WHAT YOU NEED TO DO:
Hunt for the word "apply" across the entries below, copying each line that holds it.

TASK MATERIAL:
__________

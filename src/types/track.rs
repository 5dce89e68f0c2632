// SPDX-License-Identifier: MPL-2.0
// This Source Code Form is subject to the terms of the Mozilla Public
// License, v. 2.0. If a copy of the MPL was not distributed with this
// file, You can obtain one at https://mozilla.org/MPL/2.0/.

//! Music tracks stored on the kit.

use std::fmt;
use std::str::FromStr;

/// A melody the kit's buzzer can play.
///
/// # Examples
///
/// ```
/// use wearable_kit::types::Track;
///
/// assert_eq!("christmas".parse::<Track>(), Ok(Track::Christmas));
/// assert_eq!(Track::from_name_or_default("unknown-track"), Track::Mario);
/// ```
#[derive(Debug, Clone, Copy, PartialEq, Eq, Hash, Default)]
pub enum Track {
    /// The Mario theme (the default).
    #[default]
    Mario,
    /// A Christmas tune.
    Christmas,
}

impl Track {
    /// Resolves a track name case-insensitively, falling back to [`Track::Mario`].
    #[must_use]
    pub fn from_name_or_default(name: &str) -> Self {
        name.parse().unwrap_or_default()
    }

    /// Slot number of the track on the device.
    #[must_use]
    pub const fn slot(&self) -> u16 {
        match self {
            Self::Mario => 1,
            Self::Christmas => 2,
        }
    }

    /// Upper-case name of the track.
    #[must_use]
    pub const fn as_str(&self) -> &'static str {
        match self {
            Self::Mario => "MARIO",
            Self::Christmas => "CHRISTMAS",
        }
    }
}

impl FromStr for Track {
    type Err = UnknownTrack;

    fn from_str(s: &str) -> Result<Self, Self::Err> {
        match s.trim().to_ascii_uppercase().as_str() {
            "MARIO" => Ok(Self::Mario),
            "CHRISTMAS" => Ok(Self::Christmas),
            _ => Err(UnknownTrack(s.to_string())),
        }
    }
}

impl fmt::Display for Track {
    fn fmt(&self, f: &mut fmt::Formatter<'_>) -> fmt::Result {
        f.write_str(self.as_str())
    }
}

/// A track name the kit does not know.
#[derive(Debug, Clone, PartialEq, Eq, thiserror::Error)]
#[error("unknown track: {0}")]
pub struct UnknownTrack(pub String);

#[cfg(test)]
mod tests {
    use super::*;

    #[test]
    fn parse_is_case_insensitive() {
        assert_eq!("MARIO".parse::<Track>(), Ok(Track::Mario));
        assert_eq!("Christmas".parse::<Track>(), Ok(Track::Christmas));
    }

    #[test]
    fn unknown_falls_back_to_mario() {
        assert_eq!(Track::from_name_or_default("jingle"), Track::Mario);
    }

    #[test]
    fn slots_are_distinct() {
        assert_ne!(Track::Mario.slot(), Track::Christmas.slot());
    }
}
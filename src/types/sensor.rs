// SPDX-License-Identifier: MPL-2.0
// This Source Code Form is subject to the terms of the Mozilla Public
// License, v. 2.0. If a copy of the MPL was not distributed with this
// file, You can obtain one at https://mozilla.org/MPL/2.0/.

//! Sensors the kit can be queried for.

use std::fmt;

use serde::{Deserialize, Serialize};

/// Accelerometer axis.
#[derive(Debug, Clone, Copy, PartialEq, Eq, Hash, Serialize, Deserialize)]
#[serde(rename_all = "lowercase")]
pub enum Axis {
    /// X axis.
    X,
    /// Y axis.
    Y,
    /// Z axis.
    Z,
}

impl Axis {
    /// All axes in query order.
    pub const ALL: [Self; 3] = [Self::X, Self::Y, Self::Z];

    /// Index of the axis in the accelerometer command.
    #[must_use]
    pub const fn index(&self) -> u16 {
        match self {
            Self::X => 0,
            Self::Y => 1,
            Self::Z => 2,
        }
    }
}

impl fmt::Display for Axis {
    fn fmt(&self, f: &mut fmt::Formatter<'_>) -> fmt::Result {
        f.write_str(match self {
            Self::X => "x",
            Self::Y => "y",
            Self::Z => "z",
        })
    }
}

/// A sensor on the kit.
///
/// # Examples
///
/// ```
/// use wearable_kit::types::{Axis, Sensor};
///
/// assert_eq!(Sensor::Temperature.name(), "temperature");
/// assert_eq!(Sensor::Accelerometer(Axis::Y).name(), "accelerometer");
/// ```
#[derive(Debug, Clone, Copy, PartialEq, Eq, Hash, Serialize, Deserialize)]
#[serde(rename_all = "lowercase")]
pub enum Sensor {
    /// Temperature sensor.
    Temperature,
    /// Ambient light sensor.
    Luminosity,
    /// One axis of the accelerometer.
    Accelerometer(Axis),
}

impl Sensor {
    /// Event-facing sensor name, as used in `data:<name>` events.
    #[must_use]
    pub const fn name(&self) -> &'static str {
        match self {
            Self::Temperature => "temperature",
            Self::Luminosity => "luminosity",
            Self::Accelerometer(_) => "accelerometer",
        }
    }
}

impl fmt::Display for Sensor {
    fn fmt(&self, f: &mut fmt::Formatter<'_>) -> fmt::Result {
        match self {
            Self::Accelerometer(axis) => write!(f, "accelerometer.{axis}"),
            other => f.write_str(other.name()),
        }
    }
}

#[cfg(test)]
mod tests {
    use super::*;

    #[test]
    fn axis_indices() {
        let indices: Vec<u16> = Axis::ALL.iter().map(Axis::index).collect();
        assert_eq!(indices, vec![0, 1, 2]);
    }

    #[test]
    fn sensor_display_includes_axis() {
        assert_eq!(Sensor::Accelerometer(Axis::Z).to_string(), "accelerometer.z");
        assert_eq!(Sensor::Luminosity.to_string(), "luminosity");
    }
}
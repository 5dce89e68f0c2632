// SPDX-License-Identifier: MPL-2.0
// This Source Code Form is subject to the terms of the Mozilla Public
// License, v. 2.0. If a copy of the MPL was not distributed with this
// file, You can obtain one at https://mozilla.org/MPL/2.0/.

//! Music playback command.

use crate::command::Command;
use crate::types::Track;

/// Command to play one of the melodies stored on the kit.
///
/// # Examples
///
/// ```
/// use wearable_kit::command::{Command, MusicCommand};
/// use wearable_kit::types::Track;
///
/// assert_eq!(MusicCommand::new(Track::Mario).to_wire(), "#PM0001");
/// assert_eq!(MusicCommand::from_name("christmas").to_wire(), "#PM0002");
/// assert_eq!(MusicCommand::from_name("unknown-track").to_wire(), "#PM0001");
/// ```
#[derive(Debug, Clone, Copy, PartialEq, Eq, Hash, Default)]
pub struct MusicCommand(Track);

impl MusicCommand {
    /// Creates a command for a track.
    #[must_use]
    pub const fn new(track: Track) -> Self {
        Self(track)
    }

    /// Creates a command from a track name, using the default track when
    /// the name is unknown.
    #[must_use]
    pub fn from_name(name: &str) -> Self {
        Self(Track::from_name_or_default(name))
    }

    /// Returns the track.
    #[must_use]
    pub const fn track(&self) -> Track {
        self.0
    }
}

impl Command for MusicCommand {
    fn code(&self) -> &'static str {
        "PM"
    }

    fn value(&self) -> u16 {
        self.0.slot()
    }
}

#[cfg(test)]
mod tests {
    use super::*;

    #[test]
    fn default_is_mario() {
        assert_eq!(MusicCommand::default().track(), Track::Mario);
    }

    #[test]
    fn from_name_is_case_insensitive() {
        assert_eq!(MusicCommand::from_name("CHRISTMAS").track(), Track::Christmas);
        assert_eq!(MusicCommand::from_name("Mario").track(), Track::Mario);
    }
}
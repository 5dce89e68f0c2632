// SPDX-License-Identifier: MPL-2.0
// This Source Code Form is subject to the terms of the Mozilla Public
// License, v. 2.0. If a copy of the MPL was not distributed with this
// file, You can obtain one at https://mozilla.org/MPL/2.0/.

//! Controller state types.
//!
//! [`ConnectionPhase`] is the small state machine driving the controller and
//! [`ControllerState`] is everything the controller keeps between transport
//! events: target name, discovered devices, phase and latest readings.
//!
//! # Examples
//!
//! ```
//! use wearable_kit::state::{ConnectionPhase, ControllerState};
//!
//! let mut state = ControllerState::new("wV3");
//! assert!(state.transition(ConnectionPhase::Discovering));
//! assert!(state.transition(ConnectionPhase::Connecting));
//! assert!(state.transition(ConnectionPhase::Connected));
//! assert!(state.phase().is_connected());
//! ```

mod connection_phase;
mod controller_state;

pub use connection_phase::ConnectionPhase;
pub use controller_state::ControllerState;
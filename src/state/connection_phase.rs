// SPDX-License-Identifier: MPL-2.0
// This Source Code Form is subject to the terms of the Mozilla Public
// License, v. 2.0. If a copy of the MPL was not distributed with this
// file, You can obtain one at https://mozilla.org/MPL/2.0/.

//! Connection lifecycle phases.

use std::fmt;

/// Where the controller is in the discover → connect → disconnect cycle.
///
/// ```text
/// Idle ──find──▶ Discovering ──match──▶ Connecting ──ack──▶ Connected
///   ▲                 │                      │                  │
///   └──no match───────┘                      └──failure──▶ Disconnected ◀──close/error
/// ```
///
/// # Examples
///
/// ```
/// use wearable_kit::state::ConnectionPhase;
///
/// let phase = ConnectionPhase::Idle;
/// assert!(phase.can_transition_to(ConnectionPhase::Discovering));
/// assert!(!phase.can_transition_to(ConnectionPhase::Connected));
/// ```
#[derive(Debug, Clone, Copy, PartialEq, Eq, Hash, Default)]
pub enum ConnectionPhase {
    /// Nothing has happened yet, or discovery ended without a match.
    #[default]
    Idle,
    /// Discovery is running.
    Discovering,
    /// A matching device was found and a connection is being opened.
    Connecting,
    /// The transport acknowledged the connection.
    Connected,
    /// The connection was closed or failed.
    Disconnected,
}

impl ConnectionPhase {
    /// Returns `true` if moving from `self` to `next` is a legal transition.
    ///
    /// Any phase may move to `Disconnected` or start discovering again.
    #[must_use]
    pub const fn can_transition_to(self, next: Self) -> bool {
        use ConnectionPhase::{Connected, Connecting, Disconnected, Discovering, Idle};

        matches!(
            (self, next),
            (_, Disconnected | Discovering)
                | (Discovering | Idle, Idle)
                | (Discovering | Disconnected | Idle, Connecting)
                | (Connecting | Connected, Connected)
                | (Connecting, Connecting)
        )
    }

    /// Returns `true` only in the `Connected` phase.
    #[must_use]
    pub const fn is_connected(self) -> bool {
        matches!(self, Self::Connected)
    }

    /// Returns `true` when no discovery or connection attempt is in flight.
    #[must_use]
    pub const fn is_settled(self) -> bool {
        !matches!(self, Self::Discovering | Self::Connecting)
    }

    /// Lower-case name of the phase.
    #[must_use]
    pub const fn as_str(self) -> &'static str {
        match self {
            Self::Idle => "idle",
            Self::Discovering => "discovering",
            Self::Connecting => "connecting",
            Self::Connected => "connected",
            Self::Disconnected => "disconnected",
        }
    }
}

impl fmt::Display for ConnectionPhase {
    fn fmt(&self, f: &mut fmt::Formatter<'_>) -> fmt::Result {
        f.write_str(self.as_str())
    }
}
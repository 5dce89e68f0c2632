// SPDX-License-Identifier: MPL-2.0
// This Source Code Form is subject to the terms of the Mozilla Public
// License, v. 2.0. If a copy of the MPL was not distributed with this
// file, You can obtain one at https://mozilla.org/MPL/2.0/.

//! Latest known sensor values.

use chrono::{DateTime, Utc};
use serde::{Deserialize, Serialize};

use super::SensorReading;
use crate::types::{Axis, Sensor};

/// Latest value per accelerometer axis.
#[derive(Debug, Clone, Copy, Default, PartialEq, Serialize, Deserialize)]
pub struct AccelerometerSample {
    /// X axis.
    pub x: Option<f64>,
    /// Y axis.
    pub y: Option<f64>,
    /// Z axis.
    pub z: Option<f64>,
}

impl AccelerometerSample {
    /// Returns the value of one axis.
    #[must_use]
    pub const fn axis(&self, axis: Axis) -> Option<f64> {
        match axis {
            Axis::X => self.x,
            Axis::Y => self.y,
            Axis::Z => self.z,
        }
    }

    fn set(&mut self, axis: Axis, value: f64) {
        match axis {
            Axis::X => self.x = Some(value),
            Axis::Y => self.y = Some(value),
            Axis::Z => self.z = Some(value),
        }
    }

    /// Returns `true` once all three axes have a value.
    #[must_use]
    pub const fn is_complete(&self) -> bool {
        self.x.is_some() && self.y.is_some() && self.z.is_some()
    }
}

/// Latest values received from the kit's sensors.
///
/// # Examples
///
/// ```
/// use wearable_kit::telemetry::{SensorReading, SensorSnapshot};
/// use wearable_kit::types::Sensor;
///
/// let mut snapshot = SensorSnapshot::default();
/// snapshot.apply(&SensorReading::parse(Sensor::Temperature, "24"));
///
/// assert_eq!(snapshot.temperature, Some(24.0));
/// assert_eq!(snapshot.luminosity, None);
/// ```
#[derive(Debug, Clone, Default, PartialEq, Serialize, Deserialize)]
pub struct SensorSnapshot {
    /// Last temperature.
    pub temperature: Option<f64>,
    /// Last luminosity.
    pub luminosity: Option<f64>,
    /// Last accelerometer values.
    pub accelerometer: AccelerometerSample,
    /// Time of the last applied reading.
    pub updated_at: Option<DateTime<Utc>>,
}

impl SensorSnapshot {
    /// Records a reading.
    ///
    /// Returns `true` if the reading carried a value and the snapshot changed.
    pub fn apply(&mut self, reading: &SensorReading) -> bool {
        let Some(value) = reading.value else {
            return false;
        };

        match reading.sensor {
            Sensor::Temperature => self.temperature = Some(value),
            Sensor::Luminosity => self.luminosity = Some(value),
            Sensor::Accelerometer(axis) => self.accelerometer.set(axis, value),
        }
        self.updated_at = Some(reading.received_at);
        true
    }

    /// Returns the latest value of a sensor.
    #[must_use]
    pub const fn value(&self, sensor: Sensor) -> Option<f64> {
        match sensor {
            Sensor::Temperature => self.temperature,
            Sensor::Luminosity => self.luminosity,
            Sensor::Accelerometer(axis) => self.accelerometer.axis(axis),
        }
    }
}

__________

RESULT FOR THIS TASK:
/// snapshot.apply(&SensorReading::parse(Sensor::Temperature, "24"));
    pub fn apply(&mut self, reading: &SensorReading) -> bool {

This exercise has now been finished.